Spirograph
When fun and geometry collide
An awful hybrid toy/drawing implement, with the flimsiness of construction putting the emphasis firmly on “toy”. Spirograph was a junior engineer’s wet dream, comprising many plastic gear shapes, each with tiny teeth round the edge and tiny holes round the centre, and a whole load of rings, teeth again protruding from the outside and inside edges. The idea was to lay the gears onto a piece of paper pinned to a board (or, indeed, mum’s fine oak dining room table). and then roll your chosen ring around it, pushing a pen through one of the holes. Thus, with no artistic talent beyond the bare minimum of coordination, anyone could “draw”.
Once the artist-powered cog system was mastered, the resulting unimpressive spiral on the paper could be reproduced to create more unimpressive spirals on top. This carried on and on with different-sized plastic pieces - eventually producing something akin to a knackered Slinky. Every. Single. Bloody. Time. In point of fact, the name “Spirograph” is a portmanteau of the Greek words “graph”, meaning drawing and “speira”, meaning knackered Slinky.
You may also be surprised to learn that such spiral-graphs have a basis in maths, being used to solve polynomial equations of a higher degree. Their application as a toy, however, whilst perhaps giving kids a tiny bit of insight into advanced mathematics, has to be called into question. For instance, no one ever explained what you should do about the little holes left in the paper by the drawing pins. Of course, you could try to hold the various rings in position manually, but only the slightest movement meant that the spiral effect was ruined completely.

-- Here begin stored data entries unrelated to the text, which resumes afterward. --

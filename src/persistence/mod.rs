//! Persistence Module: Barcodes from a Filtration
//!
//! - `field`: coefficient fields (ℚ and ℤ/pℤ)
//! - `reduction`: boundary matrix reduction and pairing
//! - `barcode`: intervals and their summary statistics
//! - `betti`: Betti numbers and curves read off a barcode

mod field;
mod reduction;
mod barcode;
mod betti;

pub use field::{is_prime, CoefficientField, Field, PrimeField, RationalField};
pub use reduction::{PersistenceEngine, PersistencePair, PersistencePairs};
pub use barcode::{BarcodeCollection, Interval};
pub use betti::{BettiCurve, BettiNumbers};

That didn’t stop the copycat toys, mind you. Dial-A-Design attempted to solve the slipping paper problem by including a loading cartridge, although the paper used had to be of a fixed size and entirely circular. So, handy for making those oh-so-desirable geometric paper coasters then. Even more obscure was the confusing Rotadraw. These red plastic discs contained stencil-like holes in a dot-to-dot style. When you’d rotated the wheel and filled each one of them in - bingo! – lo, there was an almost-joined-up picture of Goofy (or whoever). We can’t even begin to imagine what this may have looked like.



Reader Comments (8)
My sister & my cousins had mini-spirographs which came in a paperback book sized box which used post-it notes for drawing on. The geared bit was part of the box. With all of these it was tricky to get a good drawing rhythm going, which often let to a slip & a ruined sketch.
One thing that was similar was the thing Tony Hart would do using a large sheet of black paper & a funnel full of salt hanging on a string. This would draw a random spiragraphy design that for some strange reason would always end where it started. Anyone else remember this?

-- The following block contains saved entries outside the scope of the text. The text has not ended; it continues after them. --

//! Landmark Selection
//!
//! Landmarks are the vertices of the witness complex. The maxmin selector
//! performs greedy farthest-point sampling:
//!
//!   l₀ = seed,  lₖ₊₁ = argmax_x min_{i ≤ k} d(x, lᵢ)
//!
//! which spreads landmarks evenly over the cloud. The cover radius
//!
//!   R = max_x min_i d(x, lᵢ)
//!
//! is recorded as `max_landmark_distance`; it bounds the largest meaningful
//! filtration scale.

use rand::rngs::StdRng;
use rand::SeedableRng;
use rayon::prelude::*;
use serde::{Deserialize, Serialize};
use tracing::debug;

use crate::error::{Result, TdaError};
use crate::geometry::{DistanceMetric, PointCloud};

/// Ordered set of landmark indices into a point cloud
#[derive(Debug, Clone, PartialEq)]
pub struct LandmarkSet {
    indices: Vec<usize>,
    max_landmark_distance: f64,
}

impl LandmarkSet {
    /// Landmark indices in selection order
    pub fn indices(&self) -> &[usize] {
        &self.indices
    }

    /// Number of landmarks
    pub fn len(&self) -> usize {
        self.indices.len()
    }

    pub fn is_empty(&self) -> bool {
        self.indices.is_empty()
    }

    /// Maximum distance from any cloud point to its nearest landmark
    pub fn max_landmark_distance(&self) -> f64 {
        self.max_landmark_distance
    }

    /// Cloud index of the landmark at position `position`
    pub fn cloud_index(&self, position: usize) -> Option<usize> {
        self.indices.get(position).copied()
    }
}

/// Strategy for choosing landmarks
pub trait LandmarkSelector {
    /// Choose `count` landmarks from `cloud`
    fn select<M: DistanceMetric + ?Sized>(
        &self,
        cloud: &PointCloud,
        metric: &M,
        count: usize,
    ) -> Result<LandmarkSet>;
}

/// Greedy farthest-point (maxmin) sampling
#[derive(Debug, Clone, Copy, Default, PartialEq, Eq)]
pub struct MaxMinSelector {
    /// Index of the first landmark
    pub seed_index: usize,
}

impl MaxMinSelector {
    pub fn new() -> Self {
        Self::default()
    }

    /// Start from `seed_index` instead of point 0
    pub fn with_seed_index(seed_index: usize) -> Self {
        Self { seed_index }
    }
}

impl LandmarkSelector for MaxMinSelector {
    fn select<M: DistanceMetric + ?Sized>(
        &self,
        cloud: &PointCloud,
        metric: &M,
        count: usize,
    ) -> Result<LandmarkSet> {
        validate_count(cloud, count)?;
        let n = cloud.len();
        if self.seed_index >= n {
            return Err(TdaError::invalid(
                "seed_index",
                format!("index {} out of range for {n} points", self.seed_index),
            ));
        }

        let mut indices = Vec::with_capacity(count);
        let mut selected = vec![false; n];
        indices.push(self.seed_index);
        selected[self.seed_index] = true;

        // Minimum distance from every point to the landmarks chosen so far
        let mut min_dist = metric.distances_from(cloud, cloud.point(self.seed_index)).to_vec();

        for _ in 1..count {
            let next = farthest_unselected(&min_dist, &selected);
            indices.push(next);
            selected[next] = true;

            // The parallel update finishes before the next argmax
            let landmark = cloud.point(next);
            min_dist.par_iter_mut().enumerate().for_each(|(i, d)| {
                let candidate = metric.distance(cloud.point(i), landmark);
                if candidate < *d {
                    *d = candidate;
                }
            });
        }

        let max_landmark_distance = min_dist.iter().copied().fold(0.0, f64::max);
        debug!(
            landmarks = count,
            points = n,
            cover_radius = max_landmark_distance,
            "maxmin landmark selection finished"
        );

        Ok(LandmarkSet {
            indices,
            max_landmark_distance,
        })
    }
}

/// Uniformly random landmarks from a seeded generator
#[derive(Debug, Clone, Copy, PartialEq, Eq)]
pub struct RandomSelector {
    pub seed: u64,
}

impl RandomSelector {
    pub fn new(seed: u64) -> Self {
        Self { seed }
    }
}

impl LandmarkSelector for RandomSelector {
    fn select<M: DistanceMetric + ?Sized>(
        &self,
        cloud: &PointCloud,
        metric: &M,
        count: usize,
    ) -> Result<LandmarkSet> {
        validate_count(cloud, count)?;
        let mut rng = StdRng::seed_from_u64(self.seed);
        let indices = rand::seq::index::sample(&mut rng, cloud.len(), count).into_vec();

        let max_landmark_distance = cover_radius(cloud, metric, &indices);
        debug!(
            landmarks = count,
            points = cloud.len(),
            cover_radius = max_landmark_distance,
            "random landmark selection finished"
        );

        Ok(LandmarkSet {
            indices,
            max_landmark_distance,
        })
    }
}

/// Configurable landmark strategy
#[derive(Debug, Clone, Copy, PartialEq, Eq, Serialize, Deserialize)]
#[serde(tag = "kind", rename_all = "lowercase")]
pub enum LandmarkStrategy {
    MaxMin {
        #[serde(default)]
        seed_index: usize,
    },
    Random {
        #[serde(default)]
        seed: u64,
    },
}

impl Default for LandmarkStrategy {
    fn default() -> Self {
        LandmarkStrategy::MaxMin { seed_index: 0 }
    }
}

impl LandmarkSelector for LandmarkStrategy {
    fn select<M: DistanceMetric + ?Sized>(
        &self,
        cloud: &PointCloud,
        metric: &M,
        count: usize,
    ) -> Result<LandmarkSet> {
        match *self {
            LandmarkStrategy::MaxMin { seed_index } => {
                MaxMinSelector::with_seed_index(seed_index).select(cloud, metric, count)
            }
            LandmarkStrategy::Random { seed } => {
                RandomSelector::new(seed).select(cloud, metric, count)
            }
        }
    }
}

fn validate_count(cloud: &PointCloud, count: usize) -> Result<()> {
    if cloud.is_empty() {
        return Err(TdaError::EmptyInput("cannot select landmarks from an empty cloud".into()));
    }
    if count == 0 {
        return Err(TdaError::invalid("num_landmarks", "must be at least 1"));
    }
    if count > cloud.len() {
        return Err(TdaError::invalid(
            "num_landmarks",
            format!("requested {count} landmarks from a cloud of {} points", cloud.len()),
        ));
    }
    Ok(())
}

/// Index of the largest value among unselected points, lowest index on ties
fn farthest_unselected(min_dist: &[f64], selected: &[bool]) -> usize {
    let mut best: Option<(usize, f64)> = None;
    for (i, (&d, &taken)) in min_dist.iter().zip(selected).enumerate() {
        if taken {
            continue;
        }
        match best {
            Some((_, best_d)) if d <= best_d => {}
            _ => best = Some((i, d)),
        }
    }
    // count <= n guarantees an unselected point remains
    best.map(|(i, _)| i).unwrap_or(0)
}

fn cover_radius<M: DistanceMetric + ?Sized>(
    cloud: &PointCloud,
    metric: &M,
    landmarks: &[usize],
) -> f64 {
    (0..cloud.len())
        .into_par_iter()
        .map(|i| {
            landmarks
                .iter()
                .map(|&l| metric.distance(cloud.point(i), cloud.point(l)))
                .fold(f64::INFINITY, f64::min)
        })
        .reduce(|| 0.0, f64::max)
}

My inability to understand the concept at the time led me to completely trash its' teeth by tracing the inside Such a lovely zig-zaggy border it made too.
A few years later, I was given a SPARKLE spirograph - with a glue pen and glitter.
My teething younger brother chewed on the rings, the frames melted from sun exposure, and the glitter ended up being used to decorate our faces and hair. The glitter was very fine; making it excellent for that purpose.
Spirograph: Bumpy patterns, teething tool, personal decoration. Who coulda guessed?